Efficient Deep Learning-Based Models for Physics Simulation and Computational
Design
Advisor: Dr. Hadi Meidani
Scientific computing problems are widely used in an array of problems with applications
ranging from micro- to macro-world in the field of physics, biology, material science, and civil
and mechanical engineering. Many scientific computing problems such as design optimization,
and design space exploration require resource-intensive repetitive simulation runs of a model
with different input values. For systems characterized by numerous input parameters, the
response calculation is particularly challenging as one also has to deal with the curse of
dimensionality, which is the exponential increase in the volume of the input space, as the
number of parameters increases linearly. Many real-world computational problems, governed
by partial differential equations, require running high-fidelity simulations of physical systems,
using numerical methods such as finite element, and thus are often limited by the available
computational resources. While data-driven and physics-informed deep learning based
surrogate models have demonstrated success in tackling many of these problems, they still
grapple with limitations in generalizability across problems, ability to handle complex domains
and dependence on high data quality (for supervised models).
The overarching objective of this research is to take a step toward addressing these
computational challenges and contribute to the promotion of efficient computational
approaches based on deep learning for scientific computing problems such as physics
simulations and computational design. In particular, and in moving toward this objective, we
introduce various deep learning approaches, both data-driven and physics-informed, for fast
and efficient modeling of physical systems. First, we tackle supervised deep learning
algorithms, primarily Variational Autoencoders (VAEs) and Graph Neural Networks (GNNs)

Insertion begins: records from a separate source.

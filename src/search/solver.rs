//! Interchangeable solver contract.

use super::progress::{CancellationToken, ProgressReport, SolveReport};
use crate::error::Result;

/// A multi-objective FJSP solver.
///
/// Implementations own their instance view, objectives and configuration;
/// a run only needs a cancellation token and a progress hook.
///
/// # Example
/// ```
/// use u_fjsp::evaluation::ObjectiveSet;
/// use u_fjsp::models::Instance;
/// use u_fjsp::search::{CancellationToken, Nsga2, RandomSearch, SearchConfig, Solver};
///
/// let instance = Instance::from_options(
///     "tiny",
///     2,
///     vec![
///         vec![vec![(0, 3), (1, 5)], vec![(0, 2), (1, 6)]],
///         vec![vec![(0, 4), (1, 2)], vec![(0, 6), (1, 3)]],
///     ],
/// )
/// .unwrap();
/// let config = SearchConfig::default().with_population_size(8).with_max_generations(3);
///
/// let mut solvers: Vec<Box<dyn Solver + '_>> = vec![
///     Box::new(Nsga2::new(&instance, ObjectiveSet::makespan_and_flow_time(), config.clone()).unwrap()),
///     Box::new(RandomSearch::new(&instance, ObjectiveSet::makespan_and_flow_time(), config).unwrap()),
/// ];
/// for solver in &mut solvers {
///     let report = solver.solve(&CancellationToken::new(), &mut |_| {}).unwrap();
///     assert!(!report.front.is_empty());
/// }
/// ```
pub trait Solver {
    /// Short identifier used in logs.
    fn name(&self) -> &str;

    /// Runs to termination, invoking `hook` once per generation on the
    /// calling thread.
    fn solve(
        &mut self,
        cancel: &CancellationToken,
        hook: &mut dyn FnMut(&ProgressReport),
    ) -> Result<SolveReport>;
}
//! Reader for the FJSPLIB text format (Brandimarte, Hurink et al. benchmarks).
//!
//! ```text
//! <jobs> <machines> [<average machines per operation>]
//! <ops> { <k> { <machine> <time> }×k }×ops      one line per job
//! ```
//!
//! Machines are numbered from 1 in the file and from 0 in the
//! [`Instance`]. Blank lines are skipped; lines after the last job are
//! ignored. Header counts are checked against the text before anything is
//! allocated from them.

use std::str::FromStr;

use crate::error::{ParseError, Result};
use crate::models::{Instance, Job, Operation};

/// Largest machine count accepted from a header.
pub const MAX_MACHINES: usize = u16::MAX as usize;

/// Parses an FJSPLIB text into a validated instance.
///
/// # Errors
/// [`Error::Parse`](crate::Error::Parse) for malformed text and
/// [`Error::Validation`](crate::Error::Validation) if the parsed data is
/// structurally invalid (for example an operation with no candidates).
///
/// # Example
/// ```
/// let text = "2 2 1.5\n2 2 1 3 2 5 1 2 4\n1 1 1 6\n";
/// let instance = u_fjsp::fjsplib::parse("mini", text).unwrap();
/// assert_eq!(instance.job_count(), 2);
/// assert_eq!(instance.operation_count(), 3);
/// assert_eq!(instance.operation(0).duration_on(1), Some(5));
/// ```
pub fn parse(name: &str, text: &str) -> Result<Instance> {
    let mut lines = text
        .lines()
        .enumerate()
        .map(|(i, l)| (i + 1, l.trim()))
        .filter(|(_, l)| !l.is_empty());

    let (header_line, header) = lines
        .next()
        .ok_or_else(|| ParseError::new(0, "missing header"))?;
    let mut header = Tokens::new(header_line, header);
    let job_count: usize = header.next("job count")?;
    let machine_count: usize = header.next("machine count")?;
    if machine_count > MAX_MACHINES {
        return Err(ParseError::new(
            header_line,
            format!("machine count {machine_count} exceeds {MAX_MACHINES}"),
        )
        .into());
    }

    // job count is untrusted: grow as job lines are read
    let mut jobs = Vec::new();
    for j in 0..job_count {
        let (line_no, line) = lines.next().ok_or_else(|| {
            ParseError::new(
                header_line,
                format!("expected {job_count} job lines, found {j}"),
            )
        })?;
        jobs.push(parse_job(j, machine_count, Tokens::new(line_no, line))?);
    }

    let instance = Instance::new(name, machine_count, jobs)?;
    log::debug!(
        "parsed '{}': {} jobs, {} operations, {} machines",
        instance.name(),
        instance.job_count(),
        instance.operation_count(),
        instance.machine_count()
    );
    Ok(instance)
}

fn parse_job(job: usize, machine_count: usize, mut tokens: Tokens<'_>) -> Result<Job> {
    let operation_count: usize = tokens.next("operation count")?;
    let mut result = Job::new(format!("J{job}"));
    for position in 0..operation_count {
        let candidates: usize = tokens.next("candidate count")?;
        let mut operation = Operation::new(job, position);
        for _ in 0..candidates {
            let machine: usize = tokens.next("machine")?;
            if machine == 0 || machine > machine_count {
                return Err(ParseError::new(
                    tokens.line,
                    format!("machine {machine} outside 1..={machine_count}"),
                )
                .into());
            }
            let duration: i64 = tokens.next("processing time")?;
            operation = operation.with_option(machine - 1, duration);
        }
        result = result.with_operation(operation);
    }
    if let Some(extra) = tokens.rest() {
        return Err(ParseError::new(
            tokens.line,
            format!("unexpected trailing token '{extra}'"),
        )
        .into());
    }
    Ok(result)
}

/// Whitespace tokens of one line, parsed on demand.
struct Tokens<'a> {
    line: usize,
    inner: std::str::SplitWhitespace<'a>,
}

impl<'a> Tokens<'a> {
    fn new(line: usize, text: &'a str) -> Self {
        Self {
            line,
            inner: text.split_whitespace(),
        }
    }

    fn next<T: FromStr>(&mut self, what: &str) -> std::result::Result<T, ParseError> {
        let token = self
            .inner
            .next()
            .ok_or_else(|| ParseError::new(self.line, format!("missing {what}")))?;
        token
            .parse()
            .map_err(|_| ParseError::new(self.line, format!("invalid {what} '{token}'")))
    }

    fn rest(&mut self) -> Option<&'a str> {
        self.inner.next()
    }
}

#[cfg(test)]
mod tests {
    use super::*;
    use crate::error::Error;
    use crate::validation::ValidationErrorKind;

    const MK_LIKE: &str = "\
3 3 1.67
2  2 1 4 2 6  1 3 5
3  1 2 3  2 1 2 3 4  1 1 7

1  3 1 5 2 5 3 5
";

    #[test]
    fn test_parse_known_text() {
        let instance = parse("mk-like", MK_LIKE).unwrap();
        assert_eq!(instance.name(), "mk-like");
        assert_eq!(instance.job_count(), 3);
        assert_eq!(instance.machine_count(), 3);
        assert_eq!(instance.operation_count(), 6);

        let op = instance.operation(instance.operation_id(0, 0));
        assert_eq!(op.candidate_machines(), vec![0, 1]);
        assert_eq!(op.duration_on(0), Some(4));
        assert_eq!(op.duration_on(1), Some(6));

        let op = instance.operation(instance.operation_id(1, 1));
        assert_eq!(op.duration_on(0), Some(2));
        assert_eq!(op.duration_on(2), Some(4));

        let op = instance.operation(instance.operation_id(2, 0));
        assert_eq!(op.candidate_machines(), vec![0, 1, 2]);
        assert_eq!(op.min_duration(), 5);
    }

    #[test]
    fn test_header_without_average() {
        let instance = parse("h", "1 1\n1 1 1 9\n").unwrap();
        assert_eq!(instance.operation(0).duration_on(0), Some(9));
    }

    #[test]
    fn test_missing_job_line() {
        let err = parse("x", "2 2\n1 1 1 3\n").unwrap_err();
        assert!(matches!(err, Error::Parse(ParseError { line: 1, .. })));
    }

    #[test]
    fn test_huge_header_counts_are_parse_errors() {
        let err = parse("x", "18446744073709551615 2\n1 1 1 3\n").unwrap_err();
        assert!(matches!(err, Error::Parse(ParseError { line: 1, .. })));

        let err = parse("x", "1 18446744073709551615\n1 1 1 3\n").unwrap_err();
        match err {
            Error::Parse(e) => {
                assert_eq!(e.line, 1);
                assert!(e.message.contains("machine count"));
            }
            other => panic!("unexpected error {other:?}"),
        }
        assert!(parse("x", &format!("1 {}\n1 1 1 3\n", MAX_MACHINES + 1)).is_err());
    }

    #[test]
    fn test_bad_token_reports_line() {
        let err = parse("x", "1 2\n\n1 1 x 3\n").unwrap_err();
        match err {
            Error::Parse(e) => {
                assert_eq!(e.line, 3);
                assert!(e.message.contains("machine"));
            }
            other => panic!("unexpected error {other:?}"),
        }
    }

    #[test]
    fn test_machine_out_of_range() {
        assert!(matches!(
            parse("x", "1 2\n1 1 3 4\n"),
            Err(Error::Parse(ParseError { line: 2, .. }))
        ));
        assert!(matches!(
            parse("x", "1 2\n1 1 0 4\n"),
            Err(Error::Parse(ParseError { line: 2, .. }))
        ));
    }

    #[test]
    fn test_truncated_and_trailing_tokens() {
        assert!(matches!(parse("x", "1 2\n2 1 1 4\n"), Err(Error::Parse(_))));
        assert!(matches!(parse("x", "1 2\n1 1 1 4 9\n"), Err(Error::Parse(_))));
        assert!(matches!(parse("x", ""), Err(Error::Parse(_))));
    }

    #[test]
    fn test_empty_candidate_set_fails_validation() {
        match parse("x", "1 2\n1 0\n").unwrap_err() {
            Error::Validation(errors) => {
                assert!(errors
                    .iter()
                    .any(|e| e.kind == ValidationErrorKind::EmptyCandidates));
            }
            other => panic!("unexpected error {other:?}"),
        }
    }
}
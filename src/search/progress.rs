//! Progress reporting, run results and cooperative cancellation.

use std::sync::atomic::{AtomicBool, Ordering};
use std::sync::Arc;

use serde::{Deserialize, Serialize};

use super::population::Solution;
use super::state::TerminationReason;
use crate::pareto::{hypervolume, spacing, ArchiveEntry, ParetoArchive};

/// Cooperative cancellation flag, checked between generations.
///
/// Clones share the same flag.
///
/// # Example
/// ```
/// use u_fjsp::search::CancellationToken;
///
/// let token = CancellationToken::new();
/// let handle = token.clone();
/// handle.cancel();
/// assert!(token.is_cancelled());
/// ```
#[derive(Debug, Clone, Default)]
pub struct CancellationToken {
    flag: Arc<AtomicBool>,
}

impl CancellationToken {
    /// Creates an unset token.
    pub fn new() -> Self {
        Self::default()
    }

    /// Requests cancellation.
    pub fn cancel(&self) {
        self.flag.store(true, Ordering::Release);
    }

    /// Whether cancellation was requested.
    pub fn is_cancelled(&self) -> bool {
        self.flag.load(Ordering::Acquire)
    }
}

/// Per-generation payload handed to the progress hook.
#[derive(Debug, Clone, PartialEq, Serialize, Deserialize)]
pub struct ProgressReport {
    /// Generation index (0 = initial population).
    pub generation: usize,
    /// Rank-0 members of the current population.
    pub front_size: usize,
    /// Archive entries.
    pub archive_size: usize,
    /// Per-objective minimum over the archive (minimize-oriented).
    pub best: Vec<f64>,
    /// Archive hypervolume against the run's reference point.
    pub hypervolume: Option<f64>,
    /// Archive spacing.
    pub spacing: Option<f64>,
}

impl ProgressReport {
    pub(crate) fn snapshot(
        generation: usize,
        front_size: usize,
        archive: &ParetoArchive<Solution>,
        reference: Option<&[f64]>,
        indicators: bool,
    ) -> Self {
        let objectives = archive.objectives();
        let best = objectives.first().map_or_else(Vec::new, |first| {
            (0..first.len())
                .map(|k| objectives.iter().map(|o| o[k]).fold(f64::INFINITY, f64::min))
                .collect()
        });
        let (hypervolume, spacing) = if indicators {
            (
                reference.map(|r| hypervolume(&objectives, r)),
                Some(spacing(&objectives)),
            )
        } else {
            (None, None)
        };
        Self {
            generation,
            front_size,
            archive_size: archive.len(),
            best,
            hypervolume,
            spacing,
        }
    }
}

/// Result of a solver run.
#[derive(Debug, Clone, Serialize, Deserialize)]
pub struct SolveReport {
    /// Final archive content.
    pub front: Vec<ArchiveEntry<Solution>>,
    /// Generations completed after the initial population.
    pub generations: usize,
    /// Why the run stopped.
    pub termination: TerminationReason,
    /// One report per generation, including generation 0.
    pub history: Vec<ProgressReport>,
    /// Schedules decoded and evaluated.
    pub evaluations: usize,
    /// Reference point used for the hypervolume history, if any.
    pub reference_point: Option<Vec<f64>>,
}

impl SolveReport {
    /// Objective vectors of the front.
    pub fn objectives(&self) -> Vec<Vec<f64>> {
        self.front.iter().map(|e| e.objectives.clone()).collect()
    }

    /// Front entry with the smallest value of objective `k`.
    pub fn best_by(&self, k: usize) -> Option<&ArchiveEntry<Solution>> {
        self.front
            .iter()
            .filter(|e| k < e.objectives.len())
            .min_by(|a, b| a.objectives[k].total_cmp(&b.objectives[k]))
    }

    /// Hypervolume reported for the last generation.
    pub fn final_hypervolume(&self) -> Option<f64> {
        self.history.last().and_then(|r| r.hypervolume)
    }
}

#[cfg(test)]
mod tests {
    use super::*;
    use crate::encoding::Chromosome;
    use crate::models::Schedule;

    fn solution() -> Solution {
        Solution {
            chromosome: Chromosome::new(vec![0], vec![0]),
            schedule: Schedule::new(),
        }
    }

    #[test]
    fn test_token_shared_between_clones() {
        let token = CancellationToken::new();
        assert!(!token.is_cancelled());
        let other = token.clone();
        other.cancel();
        assert!(token.is_cancelled());
    }

    #[test]
    fn test_snapshot_best_and_indicators() {
        let mut archive = ParetoArchive::new(10).unwrap();
        archive.insert(solution(), vec![1.0, 3.0]);
        archive.insert(solution(), vec![3.0, 1.0]);

        let report = ProgressReport::snapshot(4, 2, &archive, Some(&[4.0, 4.0]), true);
        assert_eq!(report.generation, 4);
        assert_eq!(report.archive_size, 2);
        assert_eq!(report.best, vec![1.0, 1.0]);
        // 3×1 + 1×2
        assert_eq!(report.hypervolume, Some(5.0));
        assert_eq!(report.spacing, Some(0.0));

        let quiet = ProgressReport::snapshot(4, 2, &archive, Some(&[4.0, 4.0]), false);
        assert_eq!(quiet.hypervolume, None);
        assert_eq!(quiet.spacing, None);
    }

    #[test]
    fn test_snapshot_empty_archive() {
        let archive: ParetoArchive<Solution> = ParetoArchive::new(3).unwrap();
        let report = ProgressReport::snapshot(0, 0, &archive, None, true);
        assert!(report.best.is_empty());
        assert_eq!(report.hypervolume, None);
        assert_eq!(report.spacing, Some(0.0));
    }
}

and their applications for various array of problems such as Robust Topology Optimization
(RTO), time-independent physics simulations and multi-fidelity methods. In particular, we
introduce multi-fidelity architectures for VAE and GNN for improving the computational
efficiency of the models. We also propose novel GNN architectures for accurate evaluation of
time-independent physical systems. Then, we introduce two variants of physics-informed
neural network (PINN), an unsupervised model, namely FO-PINN and PINN-FEM, to tackle
some of the challenges of PINNs, including strong imposition of boundary conditions, and
solving higher-order PDEs and parameterized systems. We verify the accuracy and efficiency
of the proposed methods through a variety of engineering applications. The performance of the
proposed approaches in this research, thus, significantly extend the application of scientific
deep learning models for simulating complex systems in science and engineering.